Сам факт существования «двух Россий» стал огромным потрясением для русской литературы и культуры. При этом, в XIX веке в общественном движении участвовали по меньшей мере два лагеря русских литературных деятелей: сориентированные «вовнутрь» славянофилы и устремленные «вовне» западники. Некоторые русские писатели, такие как Н. В. Гоголь, И. С. Тургенев и А. И. Герцен, подолгу проживали за границей, однако в их время существовала только одна Россия, одна (внутренняя) читательская аудитория, одна «данность» русской литературной жизни. Новые исторические и политические обстоятельства, в которых оказались русские в XX веке, были внезапным и полным разрывом с прошлым. Все, что относилось к настоящему и статус-кво, теперь было отделено от прошлого революцией, однако после короткого периода анархии прошлое стало для россиян, независимо от их идеологических убеждений, возможностью по-новому рассказать о себе и своей культуре.

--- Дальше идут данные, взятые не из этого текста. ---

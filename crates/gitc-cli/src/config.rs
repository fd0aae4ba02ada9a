//! Settings for `gitc`.
//!
//! Values are merged from several sources, the first one that sets a value
//! wins:
//!
//! 1. command-line flags
//! 2. `GITC_*` environment variables (resolved by clap)
//! 3. local `.gitcrc` (or `.config/gitcrc`), searched upwards from the cwd
//! 4. global `~/.gitcrc`
//! 5. built-in defaults
//!
//! ```toml
//! # .gitcrc example
//! subject_line_length = 50
//! body_line_length = 72
//! prefill_scope_regex = "^feature/(?P<scope>[0-9]+)-"
//! issue_prefix = "GITC-"
//! verbose = false
//! ```
//!
//! A line length of `0` means "use the default".

use anyhow::{Context, Result};
use gitc_collect::CollectorConfig;
use gitc_syntax::{DEFAULT_BODY_LINE_LENGTH, DEFAULT_SUBJECT_LINE_LENGTH, LintConfig};
use serde::Deserialize;
use std::path::{Path, PathBuf};

/// TOML-friendly intermediate representation (all fields optional).
#[derive(Debug, Deserialize, Default)]
struct ConfigFile {
    subject_line_length: Option<usize>,
    body_line_length: Option<usize>,
    prefill_scope_regex: Option<String>,
    issue_prefix: Option<String>,
    verbose: Option<bool>,
}

#[derive(Debug, Clone, PartialEq, Eq)]
pub struct Config {
    /// Maximum characters of the subject message.
    pub subject_line_length: usize,
    /// Maximum characters of a body line.
    pub body_line_length: usize,
    /// Pattern extracting the scope from the branch name.
    pub prefill_scope_regex: Option<String>,
    /// Prepended to a scope found in the branch name.
    pub issue_prefix: String,
    pub verbose: bool,
}

impl Default for Config {
    fn default() -> Self {
        Self {
            subject_line_length: DEFAULT_SUBJECT_LINE_LENGTH,
            body_line_length: DEFAULT_BODY_LINE_LENGTH,
            prefill_scope_regex: None,
            issue_prefix: String::new(),
            verbose: false,
        }
    }
}

impl Config {
    /// Loads configuration by merging global and local `.gitcrc` files.
    ///
    /// Returns `Config::default()` if no config files are found.
    pub fn load(start_dir: impl AsRef<Path>) -> Result<Self> {
        let mut config = Self::default();

        if let Some(global_path) = Self::find_global_config() {
            config.merge(Self::read_file(&global_path)?);
        }

        if let Some(local_path) = Self::find_local_config(start_dir) {
            config.merge(Self::read_file(&local_path)?);
        }

        Ok(config)
    }

    /// Parses configuration from a TOML string.
    pub fn from_str(toml_str: &str) -> Result<Self> {
        let file: ConfigFile = toml::from_str(toml_str).context("Failed to parse config")?;
        let mut config = Self::default();
        config.merge(file);
        Ok(config)
    }

    fn read_file(path: &Path) -> Result<ConfigFile> {
        let content = std::fs::read_to_string(path)
            .with_context(|| format!("Failed to read config file: {}", path.display()))?;
        toml::from_str(&content).with_context(|| format!("Failed to parse {}", path.display()))
    }

    fn merge(&mut self, file: ConfigFile) {
        if let Some(length) = file.subject_line_length.filter(|length| *length > 0) {
            self.subject_line_length = length;
        }
        if let Some(length) = file.body_line_length.filter(|length| *length > 0) {
            self.body_line_length = length;
        }
        if file.prefill_scope_regex.is_some() {
            self.prefill_scope_regex = file.prefill_scope_regex;
        }
        if let Some(prefix) = file.issue_prefix {
            self.issue_prefix = prefix;
        }
        if let Some(verbose) = file.verbose {
            self.verbose = verbose;
        }
    }

    fn find_global_config() -> Option<PathBuf> {
        dirs::home_dir()
            .map(|home| home.join(".gitcrc"))
            .filter(|p| p.is_file())
    }

    /// Walks up from `start_dir` looking for `.gitcrc` or `.config/gitcrc`.
    fn find_local_config(start_dir: impl AsRef<Path>) -> Option<PathBuf> {
        let mut dir = start_dir.as_ref().to_path_buf();

        if let Ok(abs) = dir.canonicalize() {
            dir = abs;
        }

        let global = Self::find_global_config();

        loop {
            for candidate in [dir.join(".gitcrc"), dir.join(".config").join("gitcrc")] {
                if candidate.is_file() && Some(&candidate) != global.as_ref() {
                    return Some(candidate);
                }
            }

            if !dir.pop() {
                return None;
            }
        }
    }

    /// Merge CLI arguments (and their environment fallbacks) into config.
    pub fn merge_cli_args(
        &mut self,
        subject_line_length: Option<usize>,
        body_line_length: Option<usize>,
        prefill_scope_regex: Option<String>,
        issue_prefix: Option<String>,
        verbose: bool,
    ) {
        self.merge(ConfigFile {
            subject_line_length,
            body_line_length,
            prefill_scope_regex,
            issue_prefix,
            verbose: verbose.then_some(true),
        });
    }

    /// Limits for linting a message file.
    pub fn lint_config(&self) -> LintConfig {
        LintConfig::new()
            .with_subject_line_length(self.subject_line_length)
            .with_body_line_length(self.body_line_length)
            .with_trim_whitespace(true)
    }

    pub fn collector_config(&self) -> CollectorConfig {
        let mut config = CollectorConfig::new()
            .with_limits(self.lint_config())
            .with_issue_prefix(self.issue_prefix.clone())
            .with_verbose(self.verbose);
        config.prefill_scope_regex = self.prefill_scope_regex.clone();
        config
    }
}
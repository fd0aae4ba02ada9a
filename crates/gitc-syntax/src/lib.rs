//! # gitc Syntax
//!
//! Commit message grammar and linter for gitc.
//!
//! ## Overview
//!
//! - **Grammar**: commit types, subject and co-author trailer patterns
//! - **Message**: [`CommitMessage`], the structured form and its canonical rendering
//! - **Linter**: single forward pass over the lines of a message
//! - **Errors**: [`LintError`], the first violation found, with its line number
//!
//! ## Message Format
//!
//! ```text
//! <type>[(<scope>)]: <message>      subject, message <= 50 characters
//! <empty line>
//! <body line>*                      each <= 72 characters
//! <empty line>
//! Co-authored-by: <name> <<email>>  trailer block, nothing after it
//! ```
//!
//! ## Example
//!
//! ```rust
//! use gitc_syntax::{CommitMessage, CommitType, LintConfig, LintError, lint};
//!
//! let message = CommitMessage::new(CommitType::Feat, "add linter")
//!     .with_scope("#42")
//!     .with_body_line("Checks the subject, body and trailers.")
//!     .with_co_author("Jane Doe <jane@example.com>");
//!
//! let config = LintConfig::default();
//! assert!(lint(&message.to_string(), &config).is_ok());
//! assert_eq!(lint("abc: test", &config), Err(LintError::SubjectFormatWrong));
//! ```

pub mod error;
pub mod grammar;
pub mod lint;
pub mod message;

pub use error::LintError;
pub use grammar::{CO_AUTHORED_BY, CommitType, Subject, UnknownCommitType, parse_subject};
pub use lint::{
    DEFAULT_BODY_LINE_LENGTH, DEFAULT_SUBJECT_LINE_LENGTH, LintConfig, Linter, lint,
};
pub use message::CommitMessage;
//! Single-pass linter for commit messages.
//!
//! The subject line is matched against the grammar, then the remaining lines
//! are fed through a two-state machine:
//!
//! ```text
//!            blank line / trailer
//!   Body ─────────────────────────▶ Trailer ──┐ trailer
//!    │ ▲                                ▲     │
//!    └─┘ body line                      └─────┘
//! ```
//!
//! There is no way back from `Trailer` to `Body`; a blank line or any
//! non-trailer content inside the trailer block is an error.

use crate::error::LintError;
use crate::grammar::{self, line_length};

/// Default maximum length of the subject message (without type and scope).
pub const DEFAULT_SUBJECT_LINE_LENGTH: usize = 50;
/// Default maximum length of a single body line.
pub const DEFAULT_BODY_LINE_LENGTH: usize = 72;

/// Limits and normalization applied while linting.
///
/// | Setting | Default |
/// |---------|---------|
/// | `subject_line_length` | 50 |
/// | `body_line_length` | 72 |
/// | `trim_whitespace` | `false` |
#[derive(Debug, Clone, Copy, PartialEq, Eq)]
pub struct LintConfig {
    /// Maximum characters of the subject message.
    pub subject_line_length: usize,
    /// Maximum characters of a body line.
    pub body_line_length: usize,
    /// Strip surrounding whitespace (e.g. the trailing newline of a message
    /// file) before linting.
    pub trim_whitespace: bool,
}

impl Default for LintConfig {
    fn default() -> Self {
        Self {
            subject_line_length: DEFAULT_SUBJECT_LINE_LENGTH,
            body_line_length: DEFAULT_BODY_LINE_LENGTH,
            trim_whitespace: false,
        }
    }
}

impl LintConfig {
    pub fn new() -> Self {
        Self::default()
    }

    /// Builder: set the subject message limit.
    pub fn with_subject_line_length(mut self, length: usize) -> Self {
        self.subject_line_length = length;
        self
    }

    /// Builder: set the body line limit.
    pub fn with_body_line_length(mut self, length: usize) -> Self {
        self.body_line_length = length;
        self
    }

    /// Builder: trim surrounding whitespace before linting.
    pub fn with_trim_whitespace(mut self, trim: bool) -> Self {
        self.trim_whitespace = trim;
        self
    }
}

#[derive(Debug, Clone, Copy, PartialEq, Eq)]
enum Section {
    Body,
    Trailer,
}

impl Section {
    fn advance(self, line: &str, number: usize, max: usize) -> Result<Section, LintError> {
        match self {
            Section::Trailer if line.is_empty() => {
                Err(LintError::NoContentAfterCoAuthored { line: number })
            }
            Section::Trailer if !grammar::is_trailer(line) => {
                Err(LintError::CoAuthorFormatWrong { line: number })
            }
            Section::Trailer => Ok(Section::Trailer),
            Section::Body if line.is_empty() || grammar::is_trailer(line) => Ok(Section::Trailer),
            Section::Body => {
                let length = line_length(line);
                if length > max {
                    return Err(LintError::BodyLineTooLong {
                        line: number,
                        length,
                        max,
                    });
                }
                Ok(Section::Body)
            }
        }
    }
}

/// Checks commit messages against the grammar with a fixed [`LintConfig`].
#[derive(Debug, Clone, Copy, Default)]
pub struct Linter {
    config: LintConfig,
}

impl Linter {
    pub fn new(config: LintConfig) -> Self {
        Self { config }
    }

    pub fn config(&self) -> &LintConfig {
        &self.config
    }

    /// Lints `message`, returning the first violation found.
    pub fn lint(&self, message: &str) -> Result<(), LintError> {
        let message = if self.config.trim_whitespace {
            message.trim()
        } else {
            message
        };

        if message.is_empty() {
            return Err(LintError::NoMessage);
        }

        let lines: Vec<&str> = message
            .split('\n')
            .map(|line| line.strip_suffix('\r').unwrap_or(line))
            .collect();

        let Some((subject, rest)) = lines.split_first() else {
            return Err(LintError::NoMessage);
        };

        self.subject_line(subject)?;

        match rest.len() {
            0 => return Ok(()),
            1 => return Err(LintError::MissingBody),
            _ => {}
        }

        let max = self.config.body_line_length;
        lines
            .iter()
            .enumerate()
            .skip(2)
            .try_fold(Section::Body, |section, (index, line)| {
                section.advance(line, index + 1, max)
            })?;

        Ok(())
    }

    fn subject_line(&self, line: &str) -> Result<(), LintError> {
        if line.is_empty() {
            return Err(LintError::EmptySubjectLine);
        }

        let subject = grammar::parse_subject(line).ok_or(LintError::SubjectFormatWrong)?;

        let length = line_length(subject.message);
        let max = self.config.subject_line_length;
        if length > max {
            return Err(LintError::SubjectTooLong { length, max });
        }

        Ok(())
    }
}

/// Lints `message` with the given limits.
pub fn lint(message: &str, config: &LintConfig) -> Result<(), LintError> {
    Linter::new(*config).lint(message)
}
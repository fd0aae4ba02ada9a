//! # gitc-cli
//!
//! Command-line interface for writing conventional commit messages.
//!
//! Without arguments it asks for the parts of a commit message and commits
//! it. Installed as (or linked to) `.git/hooks/commit-msg`, or called with
//! `--lint <file>`, it validates a message file instead.

mod config;
mod errors;

use anyhow::{Result, bail};
use clap::Parser;
use colored::*;
use gitc_collect::{Collector, TerminalPrompter};
use gitc_syntax::Linter;
use std::ffi::OsStr;
use std::path::{Path, PathBuf};
use tracing::{Level, info};

use config::Config;
use errors::{enhance_error, exit_code, lint_diagnostic};

/// Name fragment of the executable that selects hook mode.
const HOOK_NAME: &str = "commit-msg";
/// Runs before the editor opens, when the file holds only the template.
const PREPARE_HOOK_NAME: &str = "prepare-commit-msg";

const EXIT_INVALID: i32 = 1;
const EXIT_UNREADABLE: i32 = 2;

#[derive(Parser, Debug)]
#[command(name = "gitc")]
#[command(about = "Compose, commit and lint conventional commit messages", long_about = None)]
#[command(version)]
struct Cli {
    /// Stage all changes before committing
    #[arg(long, env = "GITC_ADD")]
    add: bool,

    /// Push after committing
    #[arg(long, env = "GITC_PUSH")]
    push: bool,

    /// Stage changes interactively with git add --patch
    #[arg(long, env = "GITC_PATCH")]
    patch: bool,

    /// Print the message instead of committing
    #[arg(long, env = "GITC_PRINT")]
    print: bool,

    /// Log branch detection and the collected message
    #[arg(short, long, env = "GITC_VERBOSE")]
    verbose: bool,

    /// Validate a commit message file and exit
    #[arg(long, value_name = "FILE")]
    lint: Option<PathBuf>,

    /// Maximum characters of the subject message (0 for the default)
    #[arg(long, value_name = "N", env = "GITC_SUBJECT_LINE_LENGTH")]
    subject_line_length: Option<usize>,

    /// Maximum characters of a body line (0 for the default)
    #[arg(long, value_name = "N", env = "GITC_BODY_LINE_LENGTH")]
    body_line_length: Option<usize>,

    /// Regex with a named group `scope` applied to the branch name
    #[arg(long, value_name = "REGEX", env = "GITC_PREFILL_SCOPE_REGEX")]
    prefill_scope_regex: Option<String>,

    /// Prefix for a scope taken from the branch name
    #[arg(long, value_name = "PREFIX", env = "GITC_ISSUE_PREFIX")]
    issue_prefix: Option<String>,

    /// Commit message file, passed by git to the commit-msg hook
    #[arg(value_name = "FILE")]
    file: Option<PathBuf>,
}

#[derive(Debug, PartialEq, Eq)]
enum Mode {
    Lint(PathBuf),
    Interactive,
}

fn main() {
    let cli = Cli::parse();

    let mut config = Config::load(".").unwrap_or_else(|e| {
        eprintln!("{} Failed to load config: {:#}", "⚠".yellow().bold(), e);
        Config::default()
    });
    config.merge_cli_args(
        cli.subject_line_length,
        cli.body_line_length,
        cli.prefill_scope_regex.clone(),
        cli.issue_prefix.clone(),
        cli.verbose,
    );

    init_tracing(config.verbose);

    let program = std::env::args_os().next();
    let code = match determine_mode(&cli, is_hook_invocation(program.as_deref())) {
        Ok(Mode::Lint(path)) => lint_file(&path, &config),
        Ok(Mode::Interactive) => match run_interactive(&cli, &config) {
            Ok(()) => 0,
            Err(e) => {
                enhance_error(&e).display();
                exit_code(&e)
            }
        },
        Err(e) => {
            enhance_error(&e).display();
            EXIT_INVALID
        }
    };

    std::process::exit(code);
}

fn init_tracing(verbose: bool) {
    let level = if verbose { Level::INFO } else { Level::WARN };
    tracing_subscriber::fmt()
        .with_max_level(level)
        .with_writer(std::io::stderr)
        .with_target(false)
        .without_time()
        .init();
}

/// True when gitc runs under a hook name such as `.git/hooks/commit-msg`.
///
/// `prepare-commit-msg` does not count.
///
/// `argv[0]` is checked first since `current_exe` resolves the symlink a
/// linked hook is usually installed as.
fn is_hook_invocation(program: Option<&OsStr>) -> bool {
    let named_hook = |path: &Path| {
        path.file_name().is_some_and(|name| {
            let name = name.to_string_lossy();
            name.contains(HOOK_NAME) && !name.contains(PREPARE_HOOK_NAME)
        })
    };

    if program.is_some_and(|program| named_hook(Path::new(program))) {
        return true;
    }

    std::env::current_exe().is_ok_and(|exe| named_hook(&exe))
}

fn determine_mode(cli: &Cli, hook: bool) -> Result<Mode> {
    if let Some(path) = &cli.lint {
        return Ok(Mode::Lint(path.clone()));
    }

    match (&cli.file, hook) {
        (Some(file), true) => Ok(Mode::Lint(file.clone())),
        (None, true) => bail!("{} hook expects the commit message file as argument", HOOK_NAME),
        (Some(file), false) => bail!(
            "Unexpected argument '{}', use --lint <FILE> to check a message file",
            file.display()
        ),
        (None, false) => Ok(Mode::Interactive),
    }
}

/// Validates a message file, returning the process exit code.
fn lint_file(path: &Path, config: &Config) -> i32 {
    let message = match gitc_git::read_message_file(path) {
        Ok(message) => message,
        Err(e) => {
            enhance_error(&e)
                .with_help("git passes the message file as the first argument to commit-msg")
                .display();
            return EXIT_UNREADABLE;
        }
    };

    let message = message.trim();
    match Linter::new(config.lint_config()).lint(message) {
        Ok(()) => {
            info!(file = %path.display(), "commit message is valid");
            0
        }
        Err(err) => {
            lint_diagnostic(&err, &path.display().to_string(), message).display();
            EXIT_INVALID
        }
    }
}

fn run_interactive(cli: &Cli, config: &Config) -> Result<()> {
    let message = {
        let mut collector = Collector::new(
            config.collector_config(),
            TerminalPrompter::stdio(),
            gitc_git::current_branch,
        )?;
        collector.collect()?.to_string()
    };

    if cli.print {
        println!("{}", message);
        return Ok(());
    }

    if cli.add {
        gitc_git::stage_all()?;
    }
    if cli.patch {
        gitc_git::stage_patch()?;
    }

    gitc_git::commit(&message)?;
    println!("{} {}", "✓".green().bold(), "Committed".green().bold());

    if cli.push {
        gitc_git::push()?;
        println!("{} {}", "✓".green().bold(), "Pushed".green().bold());
    }

    Ok(())
}
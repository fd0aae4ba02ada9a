//! Interactive collection of a commit message.
//!
//! The collector asks for each part of the message in grammar order and
//! validates every answer with the same rules the linter applies, so that
//! the rendered [`CommitMessage`] always passes [`gitc_syntax::lint()`].

use crate::error::CollectError;
use crate::prompt::Prompter;
use gitc_syntax::grammar::{self, line_length};
use gitc_syntax::{CommitMessage, CommitType, LintConfig};
use regex::Regex;
use tracing::info;

/// Name of the capture group holding the scope in the prefill pattern.
pub const SCOPE_GROUP: &str = "scope";

/// Options for a collection session.
#[derive(Debug, Clone, Default, PartialEq, Eq)]
pub struct CollectorConfig {
    /// Length limits, shared with the linter.
    pub limits: LintConfig,
    /// Pattern with a `scope` capture group matched against the branch name.
    pub prefill_scope_regex: Option<String>,
    /// Prepended to a scope found in the branch name.
    pub issue_prefix: String,
    /// Log branch detection details.
    pub verbose: bool,
}

impl CollectorConfig {
    pub fn new() -> Self {
        Self::default()
    }

    pub fn with_limits(mut self, limits: LintConfig) -> Self {
        self.limits = limits;
        self
    }

    pub fn with_prefill_scope_regex(mut self, pattern: impl Into<String>) -> Self {
        self.prefill_scope_regex = Some(pattern.into());
        self
    }

    pub fn with_issue_prefix(mut self, prefix: impl Into<String>) -> Self {
        self.issue_prefix = prefix.into();
        self
    }

    pub fn with_verbose(mut self, verbose: bool) -> Self {
        self.verbose = verbose;
        self
    }
}

/// Provides the name of the current branch.
pub trait BranchSource {
    fn current_branch(&self) -> anyhow::Result<String>;
}

impl<F> BranchSource for F
where
    F: Fn() -> anyhow::Result<String>,
{
    fn current_branch(&self) -> anyhow::Result<String> {
        self()
    }
}

/// Rejects scopes the subject grammar cannot carry.
pub fn validate_scope(input: &str) -> Result<(), String> {
    if input.contains(')') {
        return Err("scope must not contain ')'".to_string());
    }
    Ok(())
}

/// The subject message must be present and fit into `max` characters.
pub fn validate_subject(input: &str, max: usize) -> Result<(), String> {
    if input.trim().is_empty() {
        return Err("message must be provided".to_string());
    }
    if line_length(input) > max {
        return Err(format!("message must not be longer than {} characters", max));
    }
    Ok(())
}

/// A body line must fit into `max` characters and must not read as a trailer.
///
/// An empty line is accepted; it ends the body.
pub fn validate_body_line(input: &str, max: usize) -> Result<(), String> {
    if line_length(input) > max {
        return Err(format!("no line must be longer than {} characters", max));
    }
    if grammar::is_trailer(input) {
        return Err("add co-authors in the Co-Authored-By step, not in the body".to_string());
    }
    Ok(())
}

/// A co-author must look like `name <email>`, optionally with the keyword.
///
/// An empty line is accepted; it ends the co-author list.
pub fn validate_co_author(input: &str) -> Result<(), String> {
    if input.is_empty() || grammar::is_co_author(grammar::strip_trailer_keyword(input)) {
        return Ok(());
    }
    Err("please use the format [another-name <another-name@example.com>]".to_string())
}

/// Asks for the parts of a commit message, one prompt at a time.
pub struct Collector<P, B> {
    config: CollectorConfig,
    scope_pattern: Option<Regex>,
    prompter: P,
    branches: B,
}

impl<P: Prompter, B: BranchSource> Collector<P, B> {
    /// Creates a collector, compiling the scope prefill pattern if one is set.
    pub fn new(config: CollectorConfig, prompter: P, branches: B) -> Result<Self, CollectError> {
        let scope_pattern = config
            .prefill_scope_regex
            .as_deref()
            .filter(|pattern| !pattern.is_empty())
            .map(Regex::new)
            .transpose()
            .map_err(CollectError::InvalidScopePattern)?;

        Ok(Self {
            config,
            scope_pattern,
            prompter,
            branches,
        })
    }

    pub fn config(&self) -> &CollectorConfig {
        &self.config
    }

    /// Runs the prompts and returns the structured message.
    pub fn collect(&mut self) -> Result<CommitMessage, CollectError> {
        let kind = self.select_type()?;
        let scope_default = self.scope_default()?;
        let scope = self.prompt_scope(scope_default.as_deref())?;
        let subject = self.prompt_subject()?;

        let mut message = CommitMessage::new(kind, subject).with_scope(scope);
        message.body = self.prompt_body()?;
        message.co_authors = self.prompt_co_authors()?;

        if self.config.verbose {
            info!(commit = %message, "collected commit message");
        }

        Ok(message)
    }

    fn select_type(&mut self) -> Result<CommitType, CollectError> {
        let answer = self
            .prompter
            .select("Type of change", &CommitType::names())
            .map_err(CollectError::prompt("type"))?;

        answer.trim().parse().map_err(CollectError::InvalidType)
    }

    fn scope_default(&self) -> Result<Option<String>, CollectError> {
        let Some(pattern) = &self.scope_pattern else {
            return Ok(None);
        };

        let branch = self
            .branches
            .current_branch()
            .map_err(CollectError::BranchLookup)?;
        let branch = branch.trim();
        if self.config.verbose {
            info!(branch, "found branch");
        }

        match pattern.captures(branch).and_then(|c| c.name(SCOPE_GROUP)) {
            Some(scope) => Ok(Some(format!(
                "{}{}",
                self.config.issue_prefix,
                scope.as_str()
            ))),
            None => {
                if self.config.verbose {
                    info!(pattern = pattern.as_str(), "regular expression does not match");
                }
                Ok(None)
            }
        }
    }

    fn prompt_scope(&mut self, default: Option<&str>) -> Result<String, CollectError> {
        self.prompter
            .text("Issue (scope)", default, &validate_scope)
            .map_err(CollectError::prompt("scope"))
    }

    fn prompt_subject(&mut self) -> Result<String, CollectError> {
        let max = self.config.limits.subject_line_length;
        self.prompter
            .text("Message", None, &|input: &str| validate_subject(input, max))
            .map_err(CollectError::prompt("message"))
    }

    fn prompt_body(&mut self) -> Result<Vec<String>, CollectError> {
        let max = self.config.limits.body_line_length;
        let mut body = Vec::new();
        loop {
            let line = self
                .prompter
                .text("Body, empty to end (repeated)", None, &|input: &str| {
                    validate_body_line(input, max)
                })
                .map_err(CollectError::prompt("body"))?;
            if line.is_empty() {
                return Ok(body);
            }
            body.push(line);
        }
    }

    fn prompt_co_authors(&mut self) -> Result<Vec<String>, CollectError> {
        let mut co_authors = Vec::new();
        loop {
            let line = self
                .prompter
                .text(
                    "Co-Authored-By, empty to end (repeated)",
                    None,
                    &validate_co_author,
                )
                .map_err(CollectError::prompt("co-authors"))?;
            if line.is_empty() {
                return Ok(co_authors);
            }
            co_authors.push(grammar::strip_trailer_keyword(&line).to_string());
        }
    }
}
use anyhow::Result;
use gitc_git::{ProcessFailed, git_capture, read_message_file};
use gitc_syntax::{LintConfig, lint};
use std::fs;

#[test]
fn test_read_message_file() -> Result<()> {
    let dir = tempfile::tempdir()?;
    let path = dir.path().join("COMMIT_EDITMSG");
    fs::write(
        &path,
        "feat(#3): read files\n\nbody line\n# Lines starting with '#' will be ignored\n",
    )?;

    let message = read_message_file(&path)?;
    assert_eq!(message, "feat(#3): read files\n\nbody line\n");
    Ok(())
}

#[test]
fn test_read_verbose_message_file_drops_diff() -> Result<()> {
    let dir = tempfile::tempdir()?;
    let path = dir.path().join("COMMIT_EDITMSG");
    let diff_line = format!("+{}", "x".repeat(100));
    fs::write(
        &path,
        format!(
            "feat: a\n\nCo-authored-by: x <x@y.de>\n\n\
             # Please enter the commit message for your changes.\n\
             # ------------------------ >8 ------------------------\n\
             # Do not modify or remove the line above.\n\
             diff --git a/f b/f\n\
             index 0000000..1111111 100644\n\
             {}\n",
            diff_line
        ),
    )?;

    let message = read_message_file(&path)?;
    assert_eq!(message, "feat: a\n\nCo-authored-by: x <x@y.de>\n");

    let config = LintConfig::new().with_trim_whitespace(true);
    assert_eq!(lint(&message, &config), Ok(()));
    Ok(())
}

#[test]
fn test_read_missing_message_file() {
    let dir = tempfile::tempdir().unwrap();
    let path = dir.path().join("does-not-exist");

    let err = read_message_file(&path).unwrap_err();
    assert!(err.to_string().contains("Failed to read commit message file"));
    assert!(err.downcast_ref::<ProcessFailed>().is_none());
}

#[test]
fn test_failing_git_command_reports_exit_code() {
    // An unknown subcommand makes git exit non-zero; skip when git is absent.
    match git_capture(&["gitc-no-such-subcommand"]) {
        Ok(_) => panic!("unknown subcommand should fail"),
        Err(err) => {
            if let Some(failed) = err.downcast_ref::<ProcessFailed>() {
                assert_eq!(failed.args, vec!["gitc-no-such-subcommand".to_string()]);
                assert!(matches!(failed.code, Some(code) if code != 0));
            }
        }
    }
}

После 1917 года метрополии и диаспоре нужно было созидать свою русскую культуру, обосновывать свои претензии на культурную гегемонию и культурное наследие, создавать пригодное для настоящего и будущего «полезное прошлое»[1]. Прагматичное использование социальной функции литературы предполагает, что она будет выполнять реальную «работу в мире»; господствовавшая в советской России установка сверяться с будущим, чтобы понимать, на что должен походить мир, привела в конечном итоге к социалистическому реализму – стилю, в соответствии с принципами которого литература и искусство являлись только проводниками идеи партии о том, каким должно быть будущее. Но многие писатели полагали, что литература должна выполнять не только социальную, но и эстетическую и историческую функции, и именно они будут меня интересовать. Авторы рассматриваемых здесь текстов, обращаясь к прошлому, создавали модели героя и образцы поведения, чтобы писать о своем времени и своем обществе. Изучение и ревизия прошлого позволяли писателям находить ответы на вопросы настоящего. Об этом писал Брукс: «Прошлое – это неиссякаемое хранилище удачных установок и адаптируемых идеалов <…> оно приносит то одно, то другое сокровище каждому, кто приходит к нему, вооруженный способностью к личному выбору» [Brooks 1918: 339]. Прошлое, как и будущее, содержит целую армию потенциальных героев, которые могут предложить модели поведения ищущему их автору.
1937 год – это дата, которая как нельзя точнее обозначает момент достижения «зрелости» в эволюции двух русских культурных миров. К этому времени советское общество и советские писатели уже находились во власти доктрин социалистического реализма либо расплачивались за неповиновение, в то время как эмигранты уверились, что только им суждено сохранять русскую культуру. 1937 год выбран в качестве верхней границы исследования по двум причинам. Этот год ассоциируется в первую очередь с апофеозом сталинского Большого террора. Конечно, российская интеллигенция считала чудовищными все чистки 1930-х годов, но в это время официальная советская литература готовилась к годовщине, которая могла заново открыть русское литературное прошлое молодому рабоче-крестьянскому государству: в 1937 году страна отмечала столетие со дня смерти великого русского поэта А. С. Пушкина.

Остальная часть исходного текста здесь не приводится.